(Saved entries)
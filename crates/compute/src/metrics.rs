use std::sync::atomic::{AtomicU64, AtomicUsize, Ordering};
use std::time::Duration;

use chrono::{DateTime, Utc};
use serde::Serialize;

/// Shared counters tracking the progress of one analysis run.
///
/// Updated lock-free from the discovery thread, the dispatch loop, and
/// every worker; read by the monitor thread and the final summary.
#[derive(Debug, Default)]
pub struct RunCounters {
    discovered: AtomicUsize,
    dispatched: AtomicUsize,
    completed: AtomicUsize,
    skipped: AtomicUsize,
    failed: AtomicUsize,
    proc_nanos: AtomicU64,
    proc_samples: AtomicUsize,
}

impl RunCounters {
    pub fn note_discovered(&self) {
        self.discovered.fetch_add(1, Ordering::Relaxed);
    }

    pub fn note_dispatched(&self) {
        self.dispatched.fetch_add(1, Ordering::Relaxed);
    }

    /// Record one finished task and its processing time.
    pub fn note_completed(&self, elapsed: Duration) {
        self.proc_nanos
            .fetch_add(elapsed.as_nanos() as u64, Ordering::Relaxed);
        self.proc_samples.fetch_add(1, Ordering::Relaxed);
        self.completed.fetch_add(1, Ordering::Relaxed);
    }

    pub fn note_skipped(&self) {
        self.skipped.fetch_add(1, Ordering::Relaxed);
    }

    pub fn note_failed(&self) {
        self.failed.fetch_add(1, Ordering::Relaxed);
    }

    pub fn discovered(&self) -> usize {
        self.discovered.load(Ordering::Relaxed)
    }

    pub fn dispatched(&self) -> usize {
        self.dispatched.load(Ordering::Relaxed)
    }

    pub fn completed(&self) -> usize {
        self.completed.load(Ordering::Relaxed)
    }

    pub fn skipped(&self) -> usize {
        self.skipped.load(Ordering::Relaxed)
    }

    pub fn failed(&self) -> usize {
        self.failed.load(Ordering::Relaxed)
    }

    /// Tasks dispatched but not yet completed.
    pub fn in_flight(&self) -> usize {
        self.dispatched().saturating_sub(self.completed())
    }

    /// Mean processing time across all completed tasks.
    pub fn mean_proc_time(&self) -> Duration {
        let samples = self.proc_samples.load(Ordering::Relaxed);
        if samples == 0 {
            return Duration::ZERO;
        }
        Duration::from_nanos(self.proc_nanos.load(Ordering::Relaxed) / samples as u64)
    }
}

/// Final report of one analysis run.
#[derive(Debug, Clone, Serialize)]
pub struct RunSummary {
    pub started_at: DateTime<Utc>,
    pub finished_at: DateTime<Utc>,
    pub worker_threads: usize,
    /// Pathways emitted by the discovery thread.
    pub discovered: usize,
    /// Tasks handed to the worker pool.
    pub dispatched: usize,
    /// Tasks that ran to completion (scored, skipped, duplicate, or failed).
    pub completed: usize,
    /// Pathways skipped: not featured in the dataset or unfeasible scores.
    pub skipped: usize,
    /// Tasks that errored during scoring.
    pub failed: usize,
    /// Scored pathways in the results map.
    pub results: usize,
    /// Discovery duplicates dropped after the first insertion.
    pub duplicates: usize,
    pub mean_proc_time_ms: f64,
}

impl RunSummary {
    /// Every completed task must be accounted for as a result, a
    /// duplicate, a skip, or a failure.
    pub fn is_consistent(&self) -> bool {
        self.completed == self.results + self.duplicates + self.skipped + self.failed
    }
}
use std::collections::{HashMap, HashSet};

use tracing::info;

use crate::catalog::{CatalogError, PathwayCatalog};
use crate::types::{PathwayId, ProteinEntry};

/// An immutable in-memory pathway catalog.
///
/// Built once with [`MemoryCatalogBuilder`], then shared read-only across
/// threads. Both directions of the membership relation are indexed so the
/// hot lookups during a run are single hash probes.
#[derive(Debug, Clone)]
pub struct MemoryCatalog {
    pathways: HashMap<i64, PathwayId>,
    members: HashMap<i64, HashSet<ProteinEntry>>,
    by_accession: HashMap<String, Vec<i64>>,
}

impl MemoryCatalog {
    pub fn builder() -> MemoryCatalogBuilder {
        MemoryCatalogBuilder::default()
    }

    /// Iterate over all pathways in the catalog.
    pub fn pathways(&self) -> impl Iterator<Item = &PathwayId> {
        self.pathways.values()
    }
}

impl PathwayCatalog for MemoryCatalog {
    fn pathways_containing(&self, accession: &str) -> Result<Vec<PathwayId>, CatalogError> {
        Ok(self
            .by_accession
            .get(accession)
            .map(|ids| ids.iter().map(|id| self.pathways[id].clone()).collect())
            .unwrap_or_default())
    }

    fn members_of(&self, pathway: &PathwayId) -> Result<HashSet<ProteinEntry>, CatalogError> {
        self.members
            .get(&pathway.id)
            .cloned()
            .ok_or(CatalogError::UnknownPathway(pathway.id))
    }

    fn total_pathways_containing(&self, accession: &str) -> Result<usize, CatalogError> {
        Ok(self
            .by_accession
            .get(accession)
            .map(|ids| ids.len())
            .unwrap_or(0))
    }

    fn pathway_count(&self) -> usize {
        self.pathways.len()
    }
}

/// Builder accumulating pathways and their memberships.
#[derive(Debug, Default)]
pub struct MemoryCatalogBuilder {
    pathways: HashMap<i64, PathwayId>,
    members: HashMap<i64, HashSet<ProteinEntry>>,
}

impl MemoryCatalogBuilder {
    /// Register a pathway with its member proteins. Registering the same
    /// pathway id twice merges the member sets.
    pub fn pathway(
        mut self,
        pathway: PathwayId,
        members: impl IntoIterator<Item = ProteinEntry>,
    ) -> Self {
        let id = pathway.id;
        self.pathways.entry(id).or_insert(pathway);
        self.members.entry(id).or_default().extend(members);
        self
    }

    pub fn build(self) -> MemoryCatalog {
        let mut by_accession: HashMap<String, Vec<i64>> = HashMap::new();
        for (id, members) in &self.members {
            for entry in members {
                by_accession
                    .entry(entry.accession.clone())
                    .or_default()
                    .push(*id);
            }
        }
        // Deterministic lookup order regardless of build order.
        for ids in by_accession.values_mut() {
            ids.sort_unstable();
        }
        info!(
            pathways = self.pathways.len(),
            proteins = by_accession.len(),
            "in-memory pathway catalog built"
        );
        MemoryCatalog {
            pathways: self.pathways,
            members: self.members,
            by_accession,
        }
    }
}

#[cfg(test)]
mod tests {
    use super::*;

    fn sample_catalog() -> MemoryCatalog {
        MemoryCatalog::builder()
            .pathway(
                PathwayId::new(1, "Apoptosis", "KEGG", "Homo sapiens"),
                vec![
                    ProteinEntry::new("P04637"),
                    ProteinEntry::new("P10415"),
                    ProteinEntry::with_gene_symbol("Q07812", "BAX"),
                ],
            )
            .pathway(
                PathwayId::new(2, "Cell cycle", "KEGG", "Homo sapiens"),
                vec![ProteinEntry::new("P04637"), ProteinEntry::new("P24941")],
            )
            .build()
    }

    #[test]
    fn forward_lookup() {
        let catalog = sample_catalog();
        let pathway = PathwayId::new(1, "Apoptosis", "KEGG", "Homo sapiens");
        let members = catalog.members_of(&pathway).unwrap();
        assert_eq!(members.len(), 3);
        assert!(members.contains(&ProteinEntry::with_gene_symbol("Q07812", "BAX")));
    }

    #[test]
    fn reverse_lookup() {
        let catalog = sample_catalog();
        let hits = catalog.pathways_containing("P04637").unwrap();
        assert_eq!(hits.len(), 2);
        assert_eq!(catalog.total_pathways_containing("P04637").unwrap(), 2);
        assert_eq!(catalog.total_pathways_containing("P24941").unwrap(), 1);
    }

    #[test]
    fn unknown_accession_is_empty_not_an_error() {
        let catalog = sample_catalog();
        assert!(catalog.pathways_containing("XXXXXX").unwrap().is_empty());
        assert_eq!(catalog.total_pathways_containing("XXXXXX").unwrap(), 0);
    }

    #[test]
    fn unknown_pathway_is_an_error() {
        let catalog = sample_catalog();
        let missing = PathwayId::new(99, "Missing", "KEGG", "Homo sapiens");
        assert!(matches!(
            catalog.members_of(&missing),
            Err(CatalogError::UnknownPathway(99))
        ));
    }

    #[test]
    fn duplicate_registration_merges_members() {
        let catalog = MemoryCatalog::builder()
            .pathway(
                PathwayId::new(1, "Apoptosis", "KEGG", "Homo sapiens"),
                vec![ProteinEntry::new("P04637")],
            )
            .pathway(
                PathwayId::new(1, "Apoptosis", "KEGG", "Homo sapiens"),
                vec![ProteinEntry::new("P10415")],
            )
            .build();
        assert_eq!(catalog.pathway_count(), 1);
        let pathway = PathwayId::new(1, "Apoptosis", "KEGG", "Homo sapiens");
        assert_eq!(catalog.members_of(&pathway).unwrap().len(), 2);
    }
}
//! Non-parametric enrichment: a running-sum walk over the sorted dataset
//! and an exact significance from a dynamic-programming path count.

use std::collections::{HashMap, HashSet};

use num_bigint::BigUint;
use num_traits::{One, ToPrimitive, Zero};
use tracing::{debug, warn};

use enrich_catalog::PathwayId;
use enrich_core::Dataset;

use super::{ScoreError, MIN_PSEA_PVAL};

/// Decimal digits kept when reducing the big-integer path ratio to f64.
const RATIO_DIGITS: u32 = 15;

/// Outcome of the running-sum walk.
#[derive(Debug, Clone, Copy, PartialEq, Eq)]
pub struct WalkStats {
    /// Total number of steps (dataset rows).
    pub steps: usize,
    /// Number of hit steps (identified rows).
    pub hits: usize,
    /// Maximum absolute deviation reached by the walk.
    pub deltamax: i64,
}

/// Walk the sorted dataset: a hit adds `steps - hits`, a miss subtracts
/// `hits`, so the walk is a zero-sum game ending back at zero.
pub fn walk(dataset: &Dataset, identified: &HashSet<u32>) -> WalkStats {
    let m = dataset.len();
    let l = identified.len();
    let reward = (m - l) as i64;
    let penalty = l as i64;

    let mut runsum: i64 = 0;
    let mut deltamax: i64 = 0;
    for uid in dataset.sorted_uids() {
        if identified.contains(uid) {
            runsum += reward;
        } else {
            runsum -= penalty;
        }
        deltamax = deltamax.max(runsum.abs());
    }

    WalkStats { steps: m, hits: l, deltamax }
}

/// Exact running-sum p-value for one pathway.
///
/// The number of hit/miss arrangements whose walk stays strictly inside
/// `(-deltamax, deltamax)` is counted exactly and divided by the total
/// `C(steps, hits)` arrangements; the p-value is the complement of that
/// ratio, floored at [`MIN_PSEA_PVAL`].
pub fn psea_pval(
    pathway: &PathwayId,
    dataset: &Dataset,
    identified: &HashSet<u32>,
) -> Result<f64, ScoreError> {
    let stats = walk(dataset, identified);
    debug!(
        pathway = %pathway,
        steps = stats.steps,
        hits = stats.hits,
        deltamax = stats.deltamax,
        "running-sum walk completed"
    );

    let total = binomial(stats.steps, stats.hits);
    let inside = count_paths(stats.steps, stats.hits, stats.deltamax);

    // ratio = inside / total at fixed decimal precision
    let scale = BigUint::from(10u32).pow(RATIO_DIGITS);
    let scaled = (inside * &scale) / total;
    let ratio = scaled
        .to_f64()
        .ok_or_else(|| ScoreError::PrecisionOverflow(pathway.name.clone()))?
        / 10f64.powi(RATIO_DIGITS as i32);

    let mut z = 1.0 - ratio;
    if z <= 0.0 {
        warn!(
            pathway = %pathway,
            steps = stats.steps,
            hits = stats.hits,
            z,
            "running-sum significance is non-positive"
        );
        if z.abs() < MIN_PSEA_PVAL {
            z = MIN_PSEA_PVAL;
        }
    }
    if z.is_infinite() {
        return Err(ScoreError::PrecisionOverflow(pathway.name.clone()));
    }

    Ok(z.max(MIN_PSEA_PVAL))
}

/// Number of walks with `l` hits in `m` steps whose running sum stays
/// strictly inside `(-max, max)` at every step.
///
/// Dynamic program over reachable running-sum values: each step maps the
/// (value, count) table through the hit and miss transitions, discarding
/// values that break the bound. Walks legal for all `m` steps end at zero,
/// so the answer is the final count at value 0.
pub fn count_paths(m: usize, l: usize, max: i64) -> BigUint {
    let reward = (m - l) as i64;
    let penalty = l as i64;

    let mut this_step: HashMap<i64, BigUint> = HashMap::new();
    let mut next_step: HashMap<i64, BigUint> = HashMap::new();
    this_step.insert(0, BigUint::one());

    for _ in 0..m {
        for (sumval, ways) in this_step.drain() {
            let is_hit = sumval + reward;
            if is_hit < max {
                *next_step.entry(is_hit).or_insert_with(BigUint::zero) += &ways;
            }
            let is_miss = sumval - penalty;
            if is_miss > -max {
                *next_step.entry(is_miss).or_insert_with(BigUint::zero) += ways;
            }
        }
        std::mem::swap(&mut this_step, &mut next_step);
        if this_step.is_empty() {
            return BigUint::zero();
        }
    }

    this_step.remove(&0).unwrap_or_else(BigUint::zero)
}

/// Exact binomial coefficient C(n, k).
pub fn binomial(n: usize, k: usize) -> BigUint {
    if k > n {
        return BigUint::zero();
    }
    let k = k.min(n - k);
    let mut result = BigUint::one();
    for i in 1..=k {
        result = result * BigUint::from(n - k + i) / BigUint::from(i);
    }
    result
}

#[cfg(test)]
mod tests {
    use rand::rngs::StdRng;
    use rand::SeedableRng;

    use enrich_core::{AnalysisConfig, RandMethod};

    use super::*;

    fn tiny_config() -> AnalysisConfig {
        AnalysisConfig {
            replicates: 5,
            rand_method: RandMethod::Permutation,
            ..AnalysisConfig::default()
        }
    }

    fn dataset() -> Dataset {
        let mut ds = Dataset::new();
        // Sorted by signed fold change the order is: P2 (-5), P4, P5, P3, P1 (6).
        ds.add_row(vec!["P1".into()], vec![], 6.0, 0.01).unwrap();
        ds.add_row(vec!["P2".into()], vec![], 0.2, 0.01).unwrap();
        ds.add_row(vec!["P3".into()], vec![], 1.5, 0.5).unwrap();
        ds.add_row(vec!["P4".into()], vec![], 0.9, 0.5).unwrap();
        ds.add_row(vec!["P5".into()], vec![], 1.0, 0.5).unwrap();
        ds.finalize(&tiny_config(), &mut StdRng::seed_from_u64(1)).unwrap();
        ds
    }

    #[test]
    fn binomial_small_values() {
        assert_eq!(binomial(5, 2), BigUint::from(10u32));
        assert_eq!(binomial(10, 0), BigUint::one());
        assert_eq!(binomial(10, 10), BigUint::one());
        assert_eq!(binomial(3, 5), BigUint::zero());
        assert_eq!(binomial(52, 5), BigUint::from(2_598_960u64));
    }

    #[test]
    fn walk_extremes_at_both_ends() {
        let ds = dataset();
        // P1 and P2 sit at the two extremes of the sorted order.
        let identified: HashSet<u32> = [0, 1].into_iter().collect();
        let stats = walk(&ds, &identified);
        assert_eq!(stats.steps, 5);
        assert_eq!(stats.hits, 2);
        // Walk: +3, -2, -2, -2, +3 -> deviations 3,1,-1,-3,0
        assert_eq!(stats.deltamax, 3);
    }

    #[test]
    fn count_paths_exhaustive_check() {
        // m=4, l=2: reward=2, penalty=2, C(4,2)=6 walks.
        // Deviation per arrangement (H=+2, M=-2):
        //   HHMM 2,4  HMHM 2,2  HMMH 2,2  MHHM 2,2  MHMH 2,2  MMHH 2,4
        // All reach |2|; walks staying strictly inside (-2,2): none.
        assert_eq!(count_paths(4, 2, 2), BigUint::zero());
        // Inside (-4,4): the four alternating-ish walks that never hit 4.
        assert_eq!(count_paths(4, 2, 4), BigUint::from(4u32));
        // Bound above any reachable deviation: all 6 walks qualify.
        assert_eq!(count_paths(4, 2, 5), BigUint::from(6u32));
    }

    #[test]
    fn all_hits_leave_no_inside_paths() {
        // l == m: the walk never moves, deltamax = 0, and no walk can stay
        // strictly inside an empty interval.
        assert_eq!(count_paths(3, 3, 0), BigUint::zero());
    }

    #[test]
    fn pval_matches_exact_enumeration() {
        let ds = dataset();
        let pathway = PathwayId::new(1, "exact", "KEGG", "Homo sapiens");

        // Hits at both ends of the sorted order: deltamax = 3. Of the
        // C(5,2) = 10 arrangements only MHMHM stays inside (-3,3), so
        // p = 1 - 1/10.
        let identified: HashSet<u32> = [0, 1].into_iter().collect();
        let p = psea_pval(&pathway, &ds, &identified).unwrap();
        approx::assert_relative_eq!(p, 0.9, epsilon = 1e-12);

        // Adjacent hits in the middle: deltamax = 4, four arrangements
        // stay inside (-4,4), so p = 1 - 4/10.
        let identified: HashSet<u32> = [3, 4].into_iter().collect();
        let p = psea_pval(&pathway, &ds, &identified).unwrap();
        approx::assert_relative_eq!(p, 0.6, epsilon = 1e-12);
    }

    #[test]
    fn pval_is_floored() {
        let ds = dataset();
        let pathway = PathwayId::new(1, "floor", "KEGG", "Homo sapiens");
        let identified: HashSet<u32> = [0, 1].into_iter().collect();
        let p = psea_pval(&pathway, &ds, &identified).unwrap();
        assert!(p >= MIN_PSEA_PVAL);
    }
}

TRY IT. Report each line of the data in which "PathwayCatalog" occurs.

ANSWER BELOW.
use crate::catalog::{CatalogError, PathwayCatalog};
impl PathwayCatalog for MemoryCatalog {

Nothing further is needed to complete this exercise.